À neuf heures le major Rowley pénétrait chez Carleton, qui le reçut avec la plus grande cordialité.

— Mon cher major, avez-vous appris quelque chose de nouveau au sujet de cette vilaine alerte qui nous a tant surpris la nuit dernière ?

— Bah ! fit avec une moue dédaigneuse le major, cette alerte est une berlue des sentinelles : elles auront pris pour un espion ce qui n’était qu’un pauvre diable de noctambule qui se sera trompé de chemin.

— Avouez, reprit Carleton en souriant narquoisement, que ce pauvre noctambule n’était pas bien bien inoffensif, s’il a jugé nécessaire de poignarder une de ces sentinelles. Celle-là n’a certainement pas eu la berlue… elle a eu mieux !

— Oh ! il est bien possible, répliqua négligemment le major, qu’un espion soit pénétré dans nos murs. S’il y est encore, il faut qu’il ait le don de se rendre invisible, à moins qu’il soit reparti sans qu’on sache comment.

— Il avait peut-être des ailes ! se mit à rire Carleton.

— By Heavens ! s’il avait des ailes, que ne s’en est-il pas servi pour entrer, et éviter le charivari qu’il a fait ?

— Certes, certes… sourit Carleton qui, à la dérobée, lorgnait la physionomie de Rowley. À présent, major, admettons que l’espion soit encore dans notre ville.

— Eh bien ! après ?

— Je veux vous confier la mission de le découvrir et de me l’amener ici mort ou vivant !

— Je veux bien essayer, répondit Rowley qui se troubla légèrement.

— Essayez, c’est tout ce que je demande. Et puis, je vous donne toute latitude.

— C’est bien, je vais me mettre à l’œuvre sur le champ. Et le major, croyant que Carleton l’avait fait mander expressément pour lui confier cette mission importante, se leva pour se retirer.

— Attendez, major, j’ai encore quelque chose à vous confier ou plutôt…

Il fut interrompu par un valet qui vint annoncer Lambert.

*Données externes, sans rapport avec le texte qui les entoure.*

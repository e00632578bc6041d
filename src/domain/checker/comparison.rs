use std::fmt;

use serde::{Deserialize, Serialize};

/// How an observed count is compared with the target count
#[derive(Debug, Clone, Copy, PartialEq, Eq, Default, Serialize, Deserialize)]
pub enum Comparison {
    #[default]
    #[serde(rename = "exactly")]
    Exactly,
    #[serde(rename = "at most")]
    AtMost,
    #[serde(rename = "at least")]
    AtLeast,
}

impl Comparison {
    pub fn compare(&self, observed: usize, target: usize) -> bool {
        match self {
            Self::Exactly => observed == target,
            Self::AtMost => observed <= target,
            Self::AtLeast => observed >= target,
        }
    }

    pub fn as_str(&self) -> &'static str {
        match self {
            Self::Exactly => "exactly",
            Self::AtMost => "at most",
            Self::AtLeast => "at least",
        }
    }
}

impl fmt::Display for Comparison {
    fn fmt(&self, f: &mut fmt::Formatter<'_>) -> fmt::Result {
        write!(f, "{}", self.as_str())
    }
}
use chrono::{DateTime, Utc};
use serde::{Deserialize, Serialize};
use std::collections::HashMap;

/// Which LLM provider a credential belongs to
#[derive(Debug, Clone, Copy, PartialEq, Eq, Hash, Serialize, Deserialize)]
#[serde(rename_all = "snake_case")]
pub enum CredentialType {
    OpenAi,
    Anthropic,
    Google,
    GigaChat,
}

/// API key (or authorization key) plus provider-specific extras
#[derive(Debug, Clone)]
pub struct Credential {
    credential_type: CredentialType,
    api_key: String,
    additional_params: HashMap<String, String>,
    expires_at: Option<DateTime<Utc>>,
}

impl Credential {
    pub fn new(credential_type: CredentialType, api_key: impl Into<String>) -> Self {
        Self {
            credential_type,
            api_key: api_key.into(),
            additional_params: HashMap::new(),
            expires_at: None,
        }
    }

    pub fn with_expiration(mut self, expires_at: DateTime<Utc>) -> Self {
        self.expires_at = Some(expires_at);
        self
    }

    pub fn with_param(mut self, key: impl Into<String>, value: impl Into<String>) -> Self {
        self.additional_params.insert(key.into(), value.into());
        self
    }

    pub fn credential_type(&self) -> CredentialType {
        self.credential_type
    }

    pub fn api_key(&self) -> &str {
        &self.api_key
    }

    pub fn get_param(&self, key: &str) -> Option<&str> {
        self.additional_params.get(key).map(String::as_str)
    }

    pub fn expires_at(&self) -> Option<DateTime<Utc>> {
        self.expires_at
    }

    pub fn is_expired(&self) -> bool {
        self.expires_at.is_some_and(|exp| exp < Utc::now())
    }
}

impl std::fmt::Display for CredentialType {
    fn fmt(&self, f: &mut std::fmt::Formatter<'_>) -> std::fmt::Result {
        match self {
            CredentialType::OpenAi => write!(f, "openai"),
            CredentialType::Anthropic => write!(f, "anthropic"),
            CredentialType::Google => write!(f, "google"),
            CredentialType::GigaChat => write!(f, "gigachat"),
        }
    }
}

#[cfg(test)]
mod tests {
    use super::*;

    #[test]
    fn test_credential_creation() {
        let cred = Credential::new(CredentialType::OpenAi, "sk-test-key");

        assert_eq!(cred.credential_type(), CredentialType::OpenAi);
        assert_eq!(cred.api_key(), "sk-test-key");
        assert!(!cred.is_expired());
    }

    #[test]
    fn test_credential_with_params() {
        let cred = Credential::new(CredentialType::GigaChat, "auth-key")
            .with_param("scope", "GIGACHAT_API_PERS");

        assert_eq!(cred.get_param("scope"), Some("GIGACHAT_API_PERS"));
        assert_eq!(cred.get_param("missing"), None);
    }

    #[test]
    fn test_credential_expiration() {
        let past = Utc::now() - chrono::Duration::hours(1);
        let cred = Credential::new(CredentialType::GigaChat, "token").with_expiration(past);

        assert!(cred.is_expired());
    }

    #[test]
    fn test_credential_type_display() {
        assert_eq!(CredentialType::Google.to_string(), "google");
        assert_eq!(CredentialType::GigaChat.to_string(), "gigachat");
    }
}
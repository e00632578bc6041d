//! In-memory storage implementation

use std::collections::BTreeMap;
use std::sync::RwLock;

use async_trait::async_trait;

use crate::domain::storage::{Storage, StorageEntity, StorageKey};
use crate::domain::DomainError;

/// Thread-safe in-memory storage
///
/// Used when results should not outlive the process.
#[derive(Debug)]
pub struct InMemoryStorage<E>
where
    E: StorageEntity,
{
    entities: RwLock<BTreeMap<String, E>>,
}

impl<E> Default for InMemoryStorage<E>
where
    E: StorageEntity,
{
    fn default() -> Self {
        Self::new()
    }
}

impl<E> InMemoryStorage<E>
where
    E: StorageEntity,
{
    pub fn new() -> Self {
        Self {
            entities: RwLock::new(BTreeMap::new()),
        }
    }

    /// Creates storage pre-populated with entities
    pub fn with_entities(entities: Vec<E>) -> Self {
        let map = entities
            .into_iter()
            .map(|entity| (entity.key().as_str().to_string(), entity))
            .collect();

        Self {
            entities: RwLock::new(map),
        }
    }
}

fn poisoned(e: impl std::fmt::Display) -> DomainError {
    DomainError::storage(format!("Failed to acquire lock: {}", e))
}

#[async_trait]
impl<E> Storage<E> for InMemoryStorage<E>
where
    E: StorageEntity + 'static,
{
    async fn get(&self, key: &E::Key) -> Result<Option<E>, DomainError> {
        let entities = self.entities.read().map_err(poisoned)?;
        Ok(entities.get(key.as_str()).cloned())
    }

    async fn list(&self) -> Result<Vec<E>, DomainError> {
        let entities = self.entities.read().map_err(poisoned)?;
        Ok(entities.values().cloned().collect())
    }

    async fn create(&self, entity: E) -> Result<E, DomainError> {
        let key = entity.key().as_str().to_string();
        let mut entities = self.entities.write().map_err(poisoned)?;

        if entities.contains_key(&key) {
            return Err(DomainError::conflict(format!(
                "Entity with key '{}' already exists",
                key
            )));
        }

        entities.insert(key, entity.clone());
        Ok(entity)
    }

    async fn delete(&self, key: &E::Key) -> Result<bool, DomainError> {
        let mut entities = self.entities.write().map_err(poisoned)?;
        Ok(entities.remove(key.as_str()).is_some())
    }

    async fn exists(&self, key: &E::Key) -> Result<bool, DomainError> {
        let entities = self.entities.read().map_err(poisoned)?;
        Ok(entities.contains_key(key.as_str()))
    }
}
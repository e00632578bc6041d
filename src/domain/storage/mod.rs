//! Storage domain - Generic storage abstraction layer

mod entity;
mod repository;

pub use entity::{StorageEntity, StorageKey};
pub use repository::Storage;

#[cfg(test)]
pub use repository::mock;
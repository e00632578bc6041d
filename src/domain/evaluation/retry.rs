use std::time::Duration;

use serde::{Deserialize, Serialize};

use crate::domain::llm::ProviderError;

/// Retry settings for provider calls
#[derive(Debug, Clone, PartialEq, Serialize, Deserialize)]
pub struct RetryPolicy {
    /// Retries after the first attempt
    pub max_retries: u32,
    /// Delay before the first retry
    pub initial_delay_ms: u64,
    /// Cap on any single delay, including server-requested ones
    pub max_delay_ms: u64,
    /// Multiplier for exponential backoff
    pub backoff_multiplier: f64,
}

impl Default for RetryPolicy {
    fn default() -> Self {
        Self {
            max_retries: 3,
            initial_delay_ms: 500,
            max_delay_ms: 30_000,
            backoff_multiplier: 2.0,
        }
    }
}

impl RetryPolicy {
    pub fn new(max_retries: u32) -> Self {
        Self {
            max_retries,
            ..Default::default()
        }
    }

    pub fn with_initial_delay(mut self, ms: u64) -> Self {
        self.initial_delay_ms = ms;
        self
    }

    pub fn with_max_delay(mut self, ms: u64) -> Self {
        self.max_delay_ms = ms;
        self
    }

    pub fn with_backoff_multiplier(mut self, multiplier: f64) -> Self {
        self.backoff_multiplier = multiplier;
        self
    }

    pub fn max_attempts(&self) -> u32 {
        self.max_retries.saturating_add(1)
    }

    /// Delay before retry number `retry` (0-indexed)
    pub fn delay_for_retry(&self, retry: u32) -> Duration {
        let exponent = i32::try_from(retry).unwrap_or(i32::MAX);
        let delay = self.initial_delay_ms as f64 * self.backoff_multiplier.powi(exponent);
        let delay_ms = delay.max(0.0).min(self.max_delay_ms as f64) as u64;

        Duration::from_millis(delay_ms)
    }

    /// Delay after `error`, preferring the provider's Retry-After hint
    pub fn delay_after(&self, error: &ProviderError, retry: u32) -> Duration {
        let cap = Duration::from_millis(self.max_delay_ms);
        match error.retry_after() {
            Some(hint) => hint.min(cap),
            None => self.delay_for_retry(retry),
        }
    }
}

#[cfg(test)]
mod tests {
    use super::*;

    #[test]
    fn test_exponential_backoff() {
        let policy = RetryPolicy::new(5)
            .with_initial_delay(100)
            .with_backoff_multiplier(2.0)
            .with_max_delay(1000);

        assert_eq!(policy.delay_for_retry(0), Duration::from_millis(100));
        assert_eq!(policy.delay_for_retry(1), Duration::from_millis(200));
        assert_eq!(policy.delay_for_retry(2), Duration::from_millis(400));
        assert_eq!(policy.delay_for_retry(3), Duration::from_millis(800));
        assert_eq!(policy.delay_for_retry(4), Duration::from_millis(1000));
        assert_eq!(policy.max_attempts(), 6);
    }

    #[test]
    fn test_retry_after_is_honoured_and_capped() {
        let policy = RetryPolicy::new(2).with_initial_delay(100).with_max_delay(5000);

        let hinted = ProviderError::rate_limited("openai", Some(Duration::from_secs(2)), "slow");
        assert_eq!(policy.delay_after(&hinted, 0), Duration::from_secs(2));

        let greedy = ProviderError::rate_limited("openai", Some(Duration::from_secs(600)), "slow");
        assert_eq!(policy.delay_after(&greedy, 0), Duration::from_millis(5000));

        let plain = ProviderError::server("openai", 500, "boom");
        assert_eq!(policy.delay_after(&plain, 1), Duration::from_millis(200));
    }

    #[test]
    fn test_huge_retry_index_stays_capped() {
        let policy = RetryPolicy::new(3).with_initial_delay(100).with_max_delay(2_000);
        assert_eq!(policy.delay_for_retry(u32::MAX), Duration::from_millis(2_000));
        assert_eq!(policy.delay_for_retry(i32::MAX as u32 + 1), Duration::from_millis(2_000));
    }

    #[test]
    fn test_max_attempts_saturates() {
        assert_eq!(RetryPolicy::new(u32::MAX).max_attempts(), u32::MAX);
        assert_eq!(RetryPolicy::new(0).max_attempts(), 1);
    }
}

— Le lieutenant Lambert ? fit Carleton. Faites entrer. Et il ajouta : — Bon, major, voici justement l’homme qu’il vous faut pour accomplir votre tâche avec succès.

Au nom de Lambert Rowley avait violemment tressailli et s’était visiblement troublé. Carleton surprit ce trouble et il pensa :

— Cécile avait raison : voici le traître ! Mais il ne m’échappera pas…

Lambert parut.

Rowley le salua froidement.

Lambert ne salua que le général.

— Approchez, lieutenant, commanda Carleton en indiquant à sa gauche un siège. Le major était assis à droite, c’est-à-dire sur le siège que Cécile avait occupé avant lui.

Après un moment de silence Carleton se tourna vers Lambert et dit, sévère et grave :

— Lieutenant, il paraît qu’un certain plan militaire de la ville a été soustrait de nos archives et vendu aux Américains, en savez-vous quelque chose ?

— Oui, monsieur, répondit fermement Lambert.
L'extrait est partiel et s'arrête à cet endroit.